(Stored dataset items)
BEGIN
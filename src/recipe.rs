use std::collections::BTreeMap;
use std::path::{Path, PathBuf};
use std::sync::Arc;

use glob::glob;
use serde::{Deserialize, Serialize};
use tracing::debug;

use crate::data::DataSetSource;
use crate::data::{DataSink, SinkSpec, SourceSpec};
use crate::data::source::with_path;
use crate::error::{PypeError, Result};
use crate::evaluate::{Evaluator, MetricGate};
use crate::experiment::{Experiment, ExperimentBuilder};
use crate::model::Model;
use crate::pipeline::{Node, ParameterTree, Pipe, Pipeline};
use crate::registry::{Parameters, Registry};
use crate::serialiser::SerialiserKind;

pub const RECIPE_VERSION: u32 = 1;

#[derive(Debug, Clone, PartialEq, Serialize, Deserialize)]
pub struct Recipe {
    pub version: u32,
    pub name: String,
    pub output: OutputSpec,
    /// Dataset name (`train`, `test`, ...) to the sources of its keys.
    pub data: BTreeMap<String, BTreeMap<String, SourceSpec>>,
    #[serde(default)]
    pub pipeline: Vec<NodeSpec>,
    pub model: ModelSpec,
    #[serde(default)]
    pub evaluation: EvaluationSpec,
    #[serde(default)]
    pub type_checking: TypeCheckingSpec,
    #[serde(default, skip_serializing_if = "ParameterTree::is_empty")]
    pub parameters: ParameterTree,
    #[serde(default, skip_serializing_if = "Vec::is_empty")]
    pub extra_files: Vec<String>,
    #[serde(default, skip_serializing_if = "Vec::is_empty")]
    pub gates: Vec<MetricGate>,
    #[serde(default)]
    pub serialiser: SerialiserKind,
    /// Input or output name to the sink recording it while serving.
    #[serde(default, skip_serializing_if = "BTreeMap::is_empty")]
    pub tracking: BTreeMap<String, SinkSpec>,
}

impl Recipe {
    pub fn load(path: &Path) -> Result<Self> {
        let content = std::fs::read_to_string(path).map_err(|err| with_path(err, path))?;
        serde_yaml::from_str(&content).map_err(|err| {
            PypeError::config(format!(
                "Failed to parse recipe YAML {}: {err}",
                path.display()
            ))
        })
    }

    pub fn to_yaml(&self) -> Result<String> {
        Ok(serde_yaml::to_string(self)?)
    }

    /// Resolves `extra_files` glob patterns. Every pattern must match at
    /// least one file.
    pub fn expand_extra_files(&self, base_dir: Option<&Path>) -> Result<Vec<PathBuf>> {
        let mut resolved = Vec::new();
        for pattern in &self.extra_files {
            let full = resolve(Path::new(pattern), base_dir);
            let full = full.to_string_lossy();
            let matches = glob(&full)
                .map_err(|err| PypeError::config(format!("Invalid glob pattern {pattern}: {err}")))?;
            let mut found = false;
            for entry in matches {
                let path = entry.map_err(|err| PypeError::Io(err.into_error()))?;
                if path.is_file() {
                    resolved.push(path);
                    found = true;
                }
            }
            if !found {
                return Err(PypeError::config(format!(
                    "No extra files matched pattern: {pattern}"
                )));
            }
        }
        Ok(resolved)
    }

    pub fn build_pipeline(&self, registry: &Registry) -> Result<Pipeline> {
        let nodes = self
            .pipeline
            .iter()
            .map(|spec| spec.build(registry))
            .collect::<Result<Vec<_>>>()?;
        Pipeline::new(nodes)
    }

    pub fn build_model(&self, registry: &Registry) -> Result<Model> {
        Model::new(
            registry.estimators.factory(&self.model.estimator)?,
            self.model.hyperparameters.clone(),
            self.model.inputs.clone(),
            self.model.outputs.clone(),
            self.model.seed,
        )
    }

    pub fn build_sources(&self, base_dir: Option<&Path>) -> BTreeMap<String, DataSetSource> {
        self.data
            .iter()
            .map(|(name, keys)| {
                let mut source = DataSetSource::new();
                for (key, spec) in keys {
                    source.insert(key.clone(), spec.build(base_dir));
                }
                (name.clone(), source)
            })
            .collect()
    }

    pub fn build_tracking(
        &self,
        base_dir: Option<&Path>,
    ) -> BTreeMap<String, Arc<dyn DataSink>> {
        self.tracking
            .iter()
            .map(|(name, spec)| (name.clone(), Arc::from(spec.build(base_dir))))
            .collect()
    }

    pub fn output_folder(&self, base_dir: Option<&Path>) -> PathBuf {
        resolve(&self.output.directory, base_dir)
    }
}

/// Builds a runnable experiment. `overrides` win over the recipe's own
/// `parameters`.
pub fn build_experiment(
    recipe: &Recipe,
    base_dir: Option<&Path>,
    registry: &Registry,
    overrides: ParameterTree,
) -> Result<Experiment> {
    if recipe.version != RECIPE_VERSION {
        return Err(PypeError::config(format!(
            "Unsupported recipe version {}; expected {RECIPE_VERSION}",
            recipe.version
        )));
    }
    let mut parameters = recipe.parameters.clone();
    parameters.merge(overrides);
    debug!(recipe = recipe.name.as_str(), ?parameters, "Building experiment");

    let mut builder = ExperimentBuilder::new(recipe.build_pipeline(registry)?, recipe.build_model(registry)?)
        .evaluator(Evaluator::from_names(&recipe.evaluation.metrics)?)
        .strict(recipe.type_checking.strict)
        .type_checkers(registry.type_checkers.clone())
        .output_folder(recipe.output_folder(base_dir))
        .serialiser(recipe.serialiser.build())
        .parameters(parameters)
        .extra_files(recipe.expand_extra_files(base_dir)?)
        .gates(recipe.gates.clone());
    if let Some(keys) = &recipe.type_checking.inputs {
        builder = builder.input_keys(keys.clone());
    }
    for (name, source) in recipe.build_sources(base_dir) {
        builder = builder.data_source(name, source);
    }
    builder.build()
}

#[derive(Debug, Clone, PartialEq, Serialize, Deserialize)]
pub struct OutputSpec {
    pub directory: PathBuf,
}

#[derive(Debug, Clone, PartialEq, Serialize, Deserialize)]
#[serde(untagged)]
pub enum NodeSpec {
    Pipeline(PipelineSpec),
    Pipe(PipeSpec),
}

impl NodeSpec {
    pub fn name(&self) -> &str {
        match self {
            Self::Pipeline(spec) => &spec.name,
            Self::Pipe(spec) => &spec.name,
        }
    }

    pub fn build(&self, registry: &Registry) -> Result<Node> {
        match self {
            Self::Pipe(spec) => {
                let outputs = if spec.outputs.is_empty() {
                    spec.inputs.clone()
                } else {
                    spec.outputs.clone()
                };
                let pipe = Pipe::from_registry(
                    &registry.operators,
                    spec.name.clone(),
                    &spec.operator,
                    spec.params.clone(),
                    spec.inputs.clone(),
                    outputs,
                )?
                .with_fit_inputs(spec.fit_inputs.clone())
                .skip_on_inference(spec.skip_on_inference);
                Ok(Node::Pipe(pipe))
            }
            Self::Pipeline(spec) => {
                let nodes = spec
                    .pipeline
                    .iter()
                    .map(|child| child.build(registry))
                    .collect::<Result<Vec<_>>>()?;
                Ok(Node::Pipeline(Pipeline::named(spec.name.clone(), nodes)?))
            }
        }
    }
}

#[derive(Debug, Clone, PartialEq, Serialize, Deserialize)]
pub struct PipelineSpec {
    pub name: String,
    pub pipeline: Vec<NodeSpec>,
}

#[derive(Debug, Clone, PartialEq, Serialize, Deserialize)]
pub struct PipeSpec {
    pub name: String,
    pub operator: String,
    #[serde(default, skip_serializing_if = "Parameters::is_empty")]
    pub params: Parameters,
    pub inputs: Vec<String>,
    /// Defaults to `inputs`.
    #[serde(default, skip_serializing_if = "Vec::is_empty")]
    pub outputs: Vec<String>,
    #[serde(default, skip_serializing_if = "Vec::is_empty")]
    pub fit_inputs: Vec<String>,
    #[serde(default)]
    pub skip_on_inference: bool,
}

#[derive(Debug, Clone, PartialEq, Serialize, Deserialize)]
pub struct ModelSpec {
    pub estimator: String,
    pub inputs: Vec<String>,
    pub outputs: Vec<String>,
    #[serde(default)]
    pub seed: u64,
    #[serde(default, skip_serializing_if = "Parameters::is_empty")]
    pub hyperparameters: Parameters,
}

#[derive(Debug, Clone, PartialEq, Serialize, Deserialize)]
pub struct EvaluationSpec {
    #[serde(default = "default_metrics")]
    pub metrics: Vec<String>,
}

impl Default for EvaluationSpec {
    fn default() -> Self {
        Self {
            metrics: default_metrics(),
        }
    }
}

fn default_metrics() -> Vec<String> {
    vec!["mse".to_string(), "mae".to_string()]
}

#[derive(Debug, Clone, Default, PartialEq, Serialize, Deserialize)]
pub struct TypeCheckingSpec {
    /// Request keys; defaults to every `train` key the model does not predict.
    #[serde(default)]
    pub inputs: Option<Vec<String>>,
    #[serde(default)]
    pub strict: bool,
}

fn resolve(path: &Path, base_dir: Option<&Path>) -> PathBuf {
    match base_dir {
        Some(base) if path.is_relative() => base.join(path),
        _ => path.to_path_buf(),
    }
}

#[cfg(test)]
mod tests {
    use super::*;
    use std::fs;
    use tempfile::tempdir;

    const RECIPE: &str = r#"
version: 1
name: nested
output:
  directory: out
data:
  train:
    x:
      type: inline
      data: {a: [1.0, 2.0, 3.0], b: [2.0, 4.0, 6.0]}
    y:
      type: inline
      data: [1.0, 2.0, 3.0]
pipeline:
  - name: scale
    operator: standard_scaler
    inputs: [x]
  - name: inner
    pipeline:
      - name: keep
        operator: select_columns
        params: {columns: [a]}
        inputs: [x]
model:
  estimator: mean
  inputs: [x]
  outputs: [y]
parameters:
  model:
    a: 2.0
tracking:
  x:
    type: json_lines
    path: logs/x.jsonl
"#;

    #[test]
    fn recipe_nodes_build_a_nested_pipeline() {
        let recipe: Recipe = serde_yaml::from_str(RECIPE).unwrap();
        assert!(matches!(&recipe.pipeline[1], NodeSpec::Pipeline(spec) if spec.pipeline.len() == 1));
        assert_eq!(recipe.evaluation.metrics, vec!["mse", "mae"]);

        let pipeline = recipe.build_pipeline(&Registry::with_defaults()).unwrap();
        assert_eq!(pipeline.pipe_paths(), vec!["scale", "inner__keep"]);
        let scale = pipeline.find_pipe(&["scale"]).unwrap();
        assert_eq!(scale.outputs(), ["x".to_string()]);
    }

    #[test]
    fn unknown_operator_fails_to_build() {
        let recipe: Recipe =
            serde_yaml::from_str(&RECIPE.replace("standard_scaler", "pca")).unwrap();
        assert!(recipe.build_pipeline(&Registry::with_defaults()).is_err());
    }

    #[test]
    fn extra_file_patterns_must_match() {
        let temp = tempdir().unwrap();
        fs::write(temp.path().join("notes.md"), "notes").unwrap();
        let mut recipe: Recipe = serde_yaml::from_str(RECIPE).unwrap();
        recipe.extra_files = vec!["*.md".to_string()];
        assert_eq!(
            recipe.expand_extra_files(Some(temp.path())).unwrap(),
            vec![temp.path().join("notes.md")]
        );
        recipe.extra_files = vec!["*.csv".to_string()];
        assert!(recipe.expand_extra_files(Some(temp.path())).is_err());
    }

    #[test]
    fn overrides_win_over_recipe_parameters() {
        let temp = tempdir().unwrap();
        let recipe: Recipe = serde_yaml::from_str(RECIPE).unwrap();
        let overrides = ParameterTree::from_flat([("model__a", serde_json::json!(5.0))]).unwrap();
        let experiment =
            build_experiment(&recipe, Some(temp.path()), &Registry::with_defaults(), overrides)
                .unwrap();
        assert_eq!(experiment.model().hyperparameters()["a"], 5.0);
        assert_eq!(experiment.output_folder(), temp.path().join("out"));
    }

    #[test]
    fn tracking_sinks_resolve_against_the_recipe_folder() {
        let temp = tempdir().unwrap();
        let recipe: Recipe = serde_yaml::from_str(RECIPE).unwrap();
        let sinks = recipe.build_tracking(Some(temp.path()));
        assert_eq!(sinks.keys().collect::<Vec<_>>(), vec!["x"]);

        let data = crate::data::Data::Array(crate::data::Column::Float(vec![1.5]));
        sinks["x"].write(&data).unwrap();
        sinks["x"].write(&data).unwrap();
        let written = fs::read_to_string(temp.path().join("logs/x.jsonl")).unwrap();
        assert_eq!(written, "[1.5]\n[1.5]\n");
    }

    #[test]
    fn version_is_checked() {
        let mut recipe: Recipe = serde_yaml::from_str(RECIPE).unwrap();
        recipe.version = 2;
        let err = build_experiment(&recipe, None, &Registry::with_defaults(), ParameterTree::new())
            .unwrap_err();
        assert!(matches!(err, PypeError::Configuration(msg) if msg.contains("version")));
    }
}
END
(HOW TO COMPLETE THIS TASK)
In the data, find how many lines hold the string "format", and answer with the number only.

(ANSWER)
4